(Saved entries)
== Segment start ==

// SPDX-License-Identifier: BUSL-1.1
// Copyright (c) 2026 Alfred Jean LLC

use super::*;

fn base_doc() -> RuleDoc {
    RuleDoc {
        id: "r1".to_owned(),
        name: None,
        title: None,
        desc: None,
        why: None,
        advice: None,
        enabled: true,
        log_source: LogSourceMatch::One("ssh".to_owned()),
        require: vec![],
        r#match: BTreeMap::new(),
        regex: BTreeMap::new(),
        group_by: vec![],
        window_sec: Some(60),
        threshold: Some(5),
        distinct_on: None,
        sequence: None,
        cooldown_sec: 0,
        dedup_key: "{rule_id}:{src_ip}".to_owned(),
        severity: Severity::Medium,
        tags: vec![],
    }
}

#[test]
fn window_rule_compiles() {
    let rule = Rule::from_doc(base_doc()).expect("valid window rule");
    match rule.kind {
        RuleKind::Window { window_sec, threshold, .. } => {
            assert_eq!(window_sec, 60);
            assert_eq!(threshold, 5);
        }
        RuleKind::Sequence(_) => panic!("expected window rule"),
    }
}

#[yare::parameterized(
    both_sequence_and_window = { |doc: &mut RuleDoc| {
        doc.sequence = Some(SequenceSpec { fail_count: 5, fail_within_sec: 300, success_within_sec: 60 });
    } },
    neither_sequence_nor_window = { |doc: &mut RuleDoc| {
        doc.window_sec = None;
        doc.threshold = None;
    } },
    zero_threshold = { |doc: &mut RuleDoc| { doc.threshold = Some(0); } },
    negative_cooldown = { |doc: &mut RuleDoc| { doc.cooldown_sec = -1; } },
    zero_window_sec = { |doc: &mut RuleDoc| { doc.window_sec = Some(0); } },
    invalid_regex = { |doc: &mut RuleDoc| { doc.regex.insert("path".to_owned(), "(unclosed".to_owned()); } },
    zero_fail_count = { |doc: &mut RuleDoc| {
        doc.window_sec = None;
        doc.threshold = None;
        doc.sequence = Some(SequenceSpec { fail_count: 0, fail_within_sec: 300, success_within_sec: 60 });
    } },
    empty_id = { |doc: &mut RuleDoc| { doc.id = String::new(); } },
)]
fn rejects_invalid_rule_document(mutate: impl FnOnce(&mut RuleDoc)) {
    let mut doc = base_doc();
    mutate(&mut doc);
    assert!(Rule::from_doc(doc).is_err());
}

#[test]
fn sequence_rule_compiles() {
    let mut doc = base_doc();
    doc.window_sec = None;
    doc.threshold = None;
    doc.sequence =
        Some(SequenceSpec { fail_count: 5, fail_within_sec: 300, success_within_sec: 60 });
    let rule = Rule::from_doc(doc).expect("valid sequence rule");
    assert!(matches!(rule.kind, RuleKind::Sequence(_)));
}

#[test]
fn catalog_iterates_enabled_only_in_id_order() {
    let mut a = base_doc();
    a.id = "b-rule".to_owned();
    let mut b = base_doc();
    b.id = "a-rule".to_owned();
    b.enabled = false;
    let mut c = base_doc();
    c.id = "c-rule".to_owned();

    let catalog = RuleCatalog::new(vec![
        Rule::from_doc(a).expect("valid"),
        Rule::from_doc(b).expect("valid"),
        Rule::from_doc(c).expect("valid"),
    ]);

    let ids: Vec<&str> = catalog.enabled_rules().map(|r| r.id.as_str()).collect();
    assert_eq!(ids, vec!["b-rule", "c-rule"]);
    assert_eq!(catalog.len(), 3);
}

#[test]
fn log_source_match_handles_one_and_many() {
    let one = LogSourceMatch::One("ssh".to_owned());
    assert!(one.matches("ssh"));
    assert!(!one.matches("http"));

    let many = LogSourceMatch::Many(vec!["ssh".to_owned(), "http".to_owned()]);
    assert!(many.matches("http"));
    assert!(!many.matches("dns"));
}

#[test]
fn severity_falls_back_to_other_for_unknown_values() {
    assert_eq!(Severity::Other("weird".to_owned()).as_str(), "weird");
}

== Segment end ==

What needs to be done: Only the lines from the one containing "mutate(&mut doc);" through the last line of the records should appear, each written out exactly.

The answer:
    mutate(&mut doc);
    assert!(Rule::from_doc(doc).is_err());
}

#[test]
fn sequence_rule_compiles() {
    let mut doc = base_doc();
    doc.window_sec = None;
    doc.threshold = None;
    doc.sequence =
        Some(SequenceSpec { fail_count: 5, fail_within_sec: 300, success_within_sec: 60 });
    let rule = Rule::from_doc(doc).expect("valid sequence rule");
    assert!(matches!(rule.kind, RuleKind::Sequence(_)));
}

#[test]
fn catalog_iterates_enabled_only_in_id_order() {
    let mut a = base_doc();
    a.id = "b-rule".to_owned();
    let mut b = base_doc();
    b.id = "a-rule".to_owned();
    b.enabled = false;
    let mut c = base_doc();
    c.id = "c-rule".to_owned();

    let catalog = RuleCatalog::new(vec![
        Rule::from_doc(a).expect("valid"),
        Rule::from_doc(b).expect("valid"),
        Rule::from_doc(c).expect("valid"),
    ]);

    let ids: Vec<&str> = catalog.enabled_rules().map(|r| r.id.as_str()).collect();
    assert_eq!(ids, vec!["b-rule", "c-rule"]);
    assert_eq!(catalog.len(), 3);
}

#[test]
fn log_source_match_handles_one_and_many() {
    let one = LogSourceMatch::One("ssh".to_owned());
    assert!(one.matches("ssh"));
    assert!(!one.matches("http"));

    let many = LogSourceMatch::Many(vec!["ssh".to_owned(), "http".to_owned()]);
    assert!(many.matches("http"));
    assert!(!many.matches("dns"));
}

#[test]
fn severity_falls_back_to_other_for_unknown_values() {
    assert_eq!(Severity::Other("weird".to_owned()).as_str(), "weird");
}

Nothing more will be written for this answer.